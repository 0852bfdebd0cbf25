//! Fixed-Size Envelope untuk payload variabel
//!
//! Satu envelope = satu slot ring buffer. Ukurannya tetap (`CAP` byte inline),
//! panjang payload aktual disimpan di header:
//!
//! ```text
//! ┌──────┬───────┬──────────┬─────┬──────────┬─────────────────┐
//! │ tag  │ flags │ sequence │ len │ checksum │ data [u8; CAP]  │
//! │ u8   │ u8    │ u64      │ u32 │ u32      │ (len byte valid)│
//! └──────┴───────┴──────────┴─────┴──────────┴─────────────────┘
//! ```
//!
//! Checksum dihitung dari header dan payload, jadi envelope yang torn atau
//! korup bisa dideteksi di sisi consumer lewat [`Envelope::is_intact`].

use std::fmt;

use crate::error::PayloadTooLarge;

/// Flag: masih ada fragment berikutnya untuk pesan yang sama.
pub const FLAG_MORE: u8 = 0b0000_0001;
/// Flag: envelope ini melanjutkan fragment sebelumnya (bukan awal pesan).
pub const FLAG_CONTINUED: u8 = 0b0000_0010;

/// Envelope dengan payload inline maksimal `CAP` byte.
#[derive(Clone, Copy)]
pub struct Envelope<const CAP: usize> {
    tag: u8,
    flags: u8,
    sequence: u64,
    len: u32,
    checksum: u32,
    data: [u8; CAP],
}

impl<const CAP: usize> Envelope<CAP> {
    /// Kapasitas payload maksimal.
    pub const MAX_PAYLOAD: usize = CAP;

    /// Membuat envelope baru dari `payload`.
    ///
    /// `tag` bebas dipakai caller (misalnya jenis record).
    #[inline(always)]
    pub fn new(tag: u8, sequence: u64, payload: &[u8]) -> Result<Self, PayloadTooLarge> {
        if payload.len() > CAP || payload.len() > u32::MAX as usize {
            return Err(PayloadTooLarge {
                len: payload.len(),
                max: CAP,
            });
        }
        Ok(Self::from_chunk(tag, 0, sequence, payload))
    }

    /// Konstruktor tanpa validasi untuk fragment encoder.
    ///
    /// Caller menjamin `chunk.len() <= CAP` (dan `CAP` muat di `u32`).
    pub(crate) fn from_chunk(tag: u8, flags: u8, sequence: u64, chunk: &[u8]) -> Self {
        debug_assert!(chunk.len() <= CAP && chunk.len() <= u32::MAX as usize);

        let mut data = [0u8; CAP];
        data[..chunk.len()].copy_from_slice(chunk);

        let len = chunk.len() as u32;
        Self {
            tag,
            flags,
            sequence,
            len,
            checksum: seal(tag, flags, sequence, len, chunk),
            data,
        }
    }

    #[inline(always)]
    pub fn tag(&self) -> u8 {
        self.tag
    }

    #[inline(always)]
    pub fn flags(&self) -> u8 {
        self.flags
    }

    #[inline(always)]
    pub fn sequence(&self) -> u64 {
        self.sequence
    }

    /// Checksum header + payload yang disimpan saat envelope dibuat.
    #[inline(always)]
    pub fn checksum(&self) -> u32 {
        self.checksum
    }

    /// Masih ada fragment lanjutan?
    #[inline(always)]
    pub fn has_more(&self) -> bool {
        self.flags & FLAG_MORE != 0
    }

    /// Envelope ini bukan fragment pertama?
    #[inline(always)]
    pub fn is_continuation(&self) -> bool {
        self.flags & FLAG_CONTINUED != 0
    }

    /// Panjang payload valid (di-clamp ke `CAP` untuk envelope korup).
    #[inline(always)]
    pub fn len(&self) -> usize {
        (self.len as usize).min(CAP)
    }

    #[inline(always)]
    pub fn is_empty(&self) -> bool {
        self.len == 0
    }

    /// Payload yang valid (zero-copy view ke data inline)
    #[inline(always)]
    pub fn payload(&self) -> &[u8] {
        &self.data[..self.len()]
    }

    /// Validasi panjang dan checksum.
    #[inline(always)]
    pub fn is_intact(&self) -> bool {
        let len = self.len as usize;
        len <= CAP
            && seal(self.tag, self.flags, self.sequence, self.len, &self.data[..len])
                == self.checksum
    }
}

#[cfg(test)]
impl<const CAP: usize> Envelope<CAP> {
    pub(crate) fn corrupt_byte(&mut self, idx: usize) {
        self.data[idx] ^= 0xff;
    }
}

impl<const CAP: usize> Default for Envelope<CAP> {
    fn default() -> Self {
        Self {
            tag: 0,
            flags: 0,
            sequence: 0,
            len: 0,
            checksum: seal(0, 0, 0, 0, &[]),
            data: [0u8; CAP],
        }
    }
}

impl<const CAP: usize> fmt::Debug for Envelope<CAP> {
    fn fmt(&self, f: &mut fmt::Formatter<'_>) -> fmt::Result {
        f.debug_struct("Envelope")
            .field("tag", &self.tag)
            .field("flags", &self.flags)
            .field("sequence", &self.sequence)
            .field("len", &self.len)
            .field("checksum", &format_args!("{:#010x}", self.checksum))
            .finish()
    }
}

impl<const CAP: usize> PartialEq for Envelope<CAP> {
    fn eq(&self, other: &Self) -> bool {
        self.tag == other.tag
            && self.flags == other.flags
            && self.sequence == other.sequence
            && self.len == other.len
            && self.payload() == other.payload()
    }
}

impl<const CAP: usize> Eq for Envelope<CAP> {}

/// Checksum header + payload.
fn seal(tag: u8, flags: u8, sequence: u64, len: u32, payload: &[u8]) -> u32 {
    let mut sum = Adler::new();
    sum.update(&[tag, flags]);
    sum.update(&sequence.to_le_bytes());
    sum.update(&len.to_le_bytes());
    sum.update(payload);
    sum.finish()
}

/// Checksum Adler-32 variant (cepat, tanpa tabel)
struct Adler {
    a: u32,
    b: u32,
}

impl Adler {
    #[inline(always)]
    fn new() -> Self {
        Self { a: 1, b: 0 }
    }

    #[inline(always)]
    fn update(&mut self, data: &[u8]) {
        for &byte in data {
            self.a = self.a.wrapping_add(byte as u32);
            self.b = self.b.wrapping_add(self.a);
        }
    }

    #[inline(always)]
    fn finish(&self) -> u32 {
        (self.b << 16) ^ self.a
    }
}
//! spsc-ring - Lock-Free SPSC Ring Buffer
//!
//! Arsitektur:
//! - Lock-Free: dua atomic cursor dengan pasangan Acquire/Release
//! - No-Allocation: storage pre-allocated, kapasitas tetap saat compile
//! - One-Slot Sacrifice: `N` slot, maksimal `N - 1` elemen hidup
//! - Envelope: payload variabel dibungkus elemen ukuran tetap
//!
//! ```
//! use spsc_ring::channel;
//!
//! let (mut tx, mut rx) = channel::<u32, 4>();
//!
//! let producer = std::thread::spawn(move || {
//!     for i in 0..1000 {
//!         while !tx.write(i) {
//!             std::hint::spin_loop();
//!         }
//!     }
//! });
//!
//! let mut next = 0;
//! while next < 1000 {
//!     if let Some(v) = rx.read() {
//!         assert_eq!(v, next);
//!         next += 1;
//!     }
//! }
//! producer.join().unwrap();
//! ```

pub mod core;
pub mod error;
pub mod protocol;

pub use crate::core::{channel, Consumer, Producer, RingBuffer};
pub use crate::error::{DecodeError, Empty, Full, PayloadTooLarge};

What needs to be done:
Only a number is wanted here: how many lines of the material contain the string "const".

Solution to this exercise:
10